── Record excerpts

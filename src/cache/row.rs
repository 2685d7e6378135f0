use std::ops::Deref;
use std::sync::Arc;

use crate::cache::fingerprint::Fingerprint;
use crate::cache::store::{CacheShared, CachePriority};
use crate::foundation::core::{Channel, ChannelSet, XRange};
use crate::foundation::error::RowFailure;

/// One computed scanline: one node, one time, one channel set, one x-range.
///
/// Rows only exist once fully computed; the in-flight state lives in the cache entry. The buffer is
/// channel-planar (`channels.count()` planes of `x_range.width()` samples each) and never mutated
/// after construction, so it can be read from any thread without locking.
#[derive(Debug)]
pub struct Row {
    fingerprint: Fingerprint,
    priority: CachePriority,
    data: Box<[f32]>,
}

impl Row {
    pub(crate) fn from_buffer(
        fingerprint: Fingerprint,
        priority: CachePriority,
        data: Vec<f32>,
    ) -> Result<Self, RowFailure> {
        let expected = fingerprint.x_range.width() * fingerprint.channels.count();
        if data.len() != expected {
            return Err(RowFailure::new(
                fingerprint.node,
                fingerprint.y,
                format!(
                    "node produced {} samples, expected {expected} ({} channels x {} px)",
                    data.len(),
                    fingerprint.channels.count(),
                    fingerprint.x_range.width()
                ),
            ));
        }
        Ok(Self {
            fingerprint,
            priority,
            data: data.into_boxed_slice(),
        })
    }

    pub fn fingerprint(&self) -> &Fingerprint {
        &self.fingerprint
    }

    /// Eviction priority declared by the producing node.
    pub fn priority(&self) -> CachePriority {
        self.priority
    }

    pub fn y(&self) -> i32 {
        self.fingerprint.y
    }

    pub fn x_range(&self) -> XRange {
        self.fingerprint.x_range
    }

    pub fn channels(&self) -> ChannelSet {
        self.fingerprint.channels
    }

    pub fn width(&self) -> usize {
        self.fingerprint.x_range.width()
    }

    /// Samples of one channel plane, `None` if the row does not carry it.
    pub fn channel(&self, c: Channel) -> Option<&[f32]> {
        let idx = self.fingerprint.channels.index_of(c)?;
        let w = self.width();
        Some(&self.data[idx * w..(idx + 1) * w])
    }

    /// Sample at absolute column `x`; `0.0` outside the row or for a missing channel.
    pub fn sample(&self, c: Channel, x: i32) -> f32 {
        if !self.fingerprint.x_range.contains(x) {
            return 0.0;
        }
        self.channel(c)
            .map(|plane| plane[(x - self.fingerprint.x_range.x) as usize])
            .unwrap_or(0.0)
    }

    pub fn as_slice(&self) -> &[f32] {
        &self.data
    }

    pub fn byte_len(&self) -> usize {
        self.data.len() * std::mem::size_of::<f32>() + std::mem::size_of::<Self>()
    }
}

/// A pin on a cached row.
///
/// While any `RowPin` for a row is alive the cache will not evict it. Dropping the pin only makes
/// the entry eligible for eviction again; memory is reclaimed by the cache's eviction pass.
/// Cloning takes an additional pin.
pub struct RowPin {
    row: Arc<Row>,
    cache: Arc<CacheShared>,
    registered: bool,
}

impl RowPin {
    pub(crate) fn new(row: Arc<Row>, cache: Arc<CacheShared>, registered: bool) -> Self {
        Self {
            row,
            cache,
            registered,
        }
    }

    /// Shared handle to the row data (does not hold a pin).
    pub fn row(&self) -> &Arc<Row> {
        &self.row
    }

    pub fn same_row(&self, other: &RowPin) -> bool {
        Arc::ptr_eq(&self.row, &other.row)
    }
}

impl Deref for RowPin {
    type Target = Row;

    fn deref(&self) -> &Row {
        &self.row
    }
}

impl Clone for RowPin {
    fn clone(&self) -> Self {
        let registered = self.registered && self.cache.pin_existing(&self.row);
        Self {
            row: Arc::clone(&self.row),
            cache: Arc::clone(&self.cache),
            registered,
        }
    }
}

impl Drop for RowPin {
    fn drop(&mut self) {
        if self.registered {
            self.cache.unpin(&self.row);
        }
    }
}

impl std::fmt::Debug for RowPin {
    fn fmt(&self, f: &mut std::fmt::Formatter<'_>) -> std::fmt::Result {
        f.debug_struct("RowPin")
            .field("fingerprint", &self.row.fingerprint)
            .field("registered", &self.registered)
            .finish()
    }
}

#[cfg(test)]
#[path = "../../tests/unit/cache/row.rs"]
mod tests;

────

> [Work task]
Give only the lines from the one holding "fn clone(&self) ->" through the one holding "impl Drop for", each restated exactly as it appears above.

> [Output of the exercise]
    fn clone(&self) -> Self {
        let registered = self.registered && self.cache.pin_existing(&self.row);
        Self {
            row: Arc::clone(&self.row),
            cache: Arc::clone(&self.cache),
            registered,
        }
    }
}

impl Drop for RowPin {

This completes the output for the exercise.